Here aboard Nb Valerie we find it hard to find anything decent on the TV and some evenings never bother locating the on button preferring instead to read or get a game out. Now Jaq having just a basic phone that is no cleverer than herself and me having just entered the "Internet on the phone" era we for sure do not mean any game that requires power. So no X Y or Z boxes etc.

Phase 10 and Mille Bornes are two card games we enjoy and some of you have been aboard for an evening and played.
Bananagrams is a very good Scrabble like game to keep the mature mind sharp.

Have you ever bought the grandchildren a present and fancied playing it yourself? I hear lots of yes`s but have you ever gone out and bought that same game for yourself?
Confession time, Jaq selected this game Rush Hour for four of the grandsons here and across the pond.
Yep you guessed it I was hooked and Jaq ordered me one.
You can try it HERE. I put the link just to show you how it`s played but for me having the set in my lap as I lay back in the chair is better than clicking a mouse. The thought processes are completely different. Set the game to medium in the link and see how you get on. Altogether there are 40 different layouts to master from beginner to advanced.
All you have to do is exit the Red car through the gap on the right. No different to getting the car out of the supermarket car park/parking lot on a bust Saturday morning.


You can always fall back on a book and my best source was for many years the charity/thrift shops. I can tell you the most expensive shop is Oxfam, perhaps it`s the Harrods of the charity shop circuit.
Nowadays I have been converted to Kindle and use sites like Amazon not just for up to date volumes but also for the many discounted or sometimes zero priced E books.
Another site for E books at a discount or even free is Bookbub a site both sides of the pond that lets you select your book preference and e mail frequency.

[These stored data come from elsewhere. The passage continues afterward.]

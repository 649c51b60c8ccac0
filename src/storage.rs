//! Where received files land
//!
//! Peers only ever name a file, never a path. The declared name has to be a
//! single plain component that stays under the download directory.

use anyhow::{bail, Context, Result};
use std::path::{Component, Path, PathBuf};

use crate::protocol::{JOURNAL_FILE, PARTIAL_SUFFIX};

/// Final location for a declared file name. Rejects:
/// 1. Empty names and names containing NUL
/// 2. Anything with more than one path component (separators, `..`, roots)
/// 3. On Windows, ':' (ADS defense)
/// 4. Names that collide with our own partial-file suffix
/// 5. The transfer journal kept alongside received files
pub fn resolve_target(root: &Path, file_name: &str) -> Result<PathBuf> {
    if file_name.trim().is_empty() {
        bail!("empty file name");
    }
    if file_name.contains('\0') {
        bail!("file name contains NUL byte");
    }
    if file_name.contains('/') || file_name.contains('\\') {
        bail!("file name contains a path separator: {:?}", file_name);
    }
    #[cfg(windows)]
    if file_name.contains(':') {
        bail!("file name contains colon (potential ADS attack)");
    }
    if file_name.ends_with(PARTIAL_SUFFIX) {
        bail!("file name uses reserved suffix {}", PARTIAL_SUFFIX);
    }
    if file_name.eq_ignore_ascii_case(JOURNAL_FILE) {
        bail!("file name is reserved: {}", file_name);
    }

    let mut components = Path::new(file_name).components();
    match (components.next(), components.next()) {
        (Some(Component::Normal(name)), None) => Ok(root.join(name)),
        (first, _) => bail!("file name has disallowed component: {:?}", first),
    }
}

/// Sibling path the payload is written to until it is complete
pub fn partial_path(target: &Path) -> PathBuf {
    let mut name = target
        .file_name()
        .map(|n| n.to_os_string())
        .unwrap_or_default();
    name.push(PARTIAL_SUFFIX);
    target.with_file_name(name)
}

/// Duplicate heuristic: same name and same size counts as already present.
/// Distinct files that share both are indistinguishable here.
pub fn already_present(target: &Path, size: u64) -> bool {
    std::fs::metadata(target)
        .map(|md| md.is_file() && md.len() == size)
        .unwrap_or(false)
}

/// The name a local file is announced under
pub fn declared_name(path: &Path) -> Option<String> {
    path.file_name()
        .and_then(|n| n.to_str())
        .filter(|n| !n.is_empty())
        .map(|n| n.to_string())
}

/// Create directory with parent creation
pub fn ensure_dir_exists(path: &Path) -> Result<()> {
    if !path.exists() {
        std::fs::create_dir_all(path)
            .with_context(|| format!("create directory {}", path.display()))?;
    }
    Ok(())
}

/// Best-effort removal of a partial file
pub fn discard(path: &Path) {
    match std::fs::remove_file(path) {
        Ok(()) => {}
        Err(e) if e.kind() == std::io::ErrorKind::NotFound => {}
        Err(e) => tracing::warn!(path = %path.display(), "could not remove partial file: {}", e),
    }
}

#[cfg(test)]
mod tests {
    use super::*;
    use std::fs;
    use tempfile::TempDir;

    #[test]
    fn test_resolve_target_safe_names() {
        let temp_dir = TempDir::new().unwrap();
        let root = temp_dir.path();

        let result = resolve_target(root, "setup.exe").unwrap();
        assert_eq!(result, root.join("setup.exe"));

        let result = resolve_target(root, "Office 2019 (x64).msi").unwrap();
        assert!(result.starts_with(root));
    }

    #[test]
    fn test_resolve_target_unsafe_names() {
        let temp_dir = TempDir::new().unwrap();
        let root = temp_dir.path();

        // Parent directory traversal
        assert!(resolve_target(root, "..").is_err());
        assert!(resolve_target(root, "../etc/passwd").is_err());
        assert!(resolve_target(root, "..\\windows\\system32").is_err());

        // Absolute path and nesting
        assert!(resolve_target(root, "/etc/passwd").is_err());
        assert!(resolve_target(root, "sub/file.txt").is_err());
        assert!(resolve_target(root, ".").is_err());

        // NUL byte, empty, reserved suffix
        assert!(resolve_target(root, "file\0.txt").is_err());
        assert!(resolve_target(root, "  ").is_err());
        assert!(resolve_target(root, "setup.exe.part").is_err());
    }

    #[test]
    fn test_resolve_target_rejects_journal_name() {
        let temp_dir = TempDir::new().unwrap();
        let root = temp_dir.path();
        assert!(resolve_target(root, JOURNAL_FILE).is_err());
        assert!(resolve_target(root, &JOURNAL_FILE.to_uppercase()).is_err());
        assert!(resolve_target(root, ".lanpush_notes.txt").is_ok());
    }

    #[cfg(windows)]
    #[test]
    fn test_resolve_target_windows_ads() {
        let temp_dir = TempDir::new().unwrap();
        assert!(resolve_target(temp_dir.path(), "file.txt:stream").is_err());
    }

    #[test]
    fn test_partial_path_is_sibling() {
        let p = partial_path(Path::new("/tmp/dl/setup.exe"));
        assert_eq!(p, PathBuf::from("/tmp/dl/setup.exe.part"));
    }

    #[test]
    fn test_already_present_matches_name_and_size() {
        let temp_dir = TempDir::new().unwrap();
        let file = temp_dir.path().join("a.bin");
        assert!(!already_present(&file, 4));
        fs::write(&file, b"abcd").unwrap();
        assert!(already_present(&file, 4));
        assert!(!already_present(&file, 5));
        // directories never count
        assert!(!already_present(temp_dir.path(), 0));
    }

    #[test]
    fn test_declared_name() {
        assert_eq!(
            declared_name(Path::new("/srv/pkgs/setup.exe")).as_deref(),
            Some("setup.exe")
        );
        assert_eq!(declared_name(Path::new("/")), None);
    }
}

Bit of deja vu now as once again on Monday the NHS play their own game called find the intensive care bed. Two weeks to the day since we last took part and lost. I want to win this second round game if only to go on to the next stage that takes place on the boat called nurse and patient. It`s a good game because both contestants win an unrestricted cruise.
Edit, not sure about the comment thing but as long as things are a bit easier and we get no spam we are happy.
If you still get the word thingy just respin until you can read it.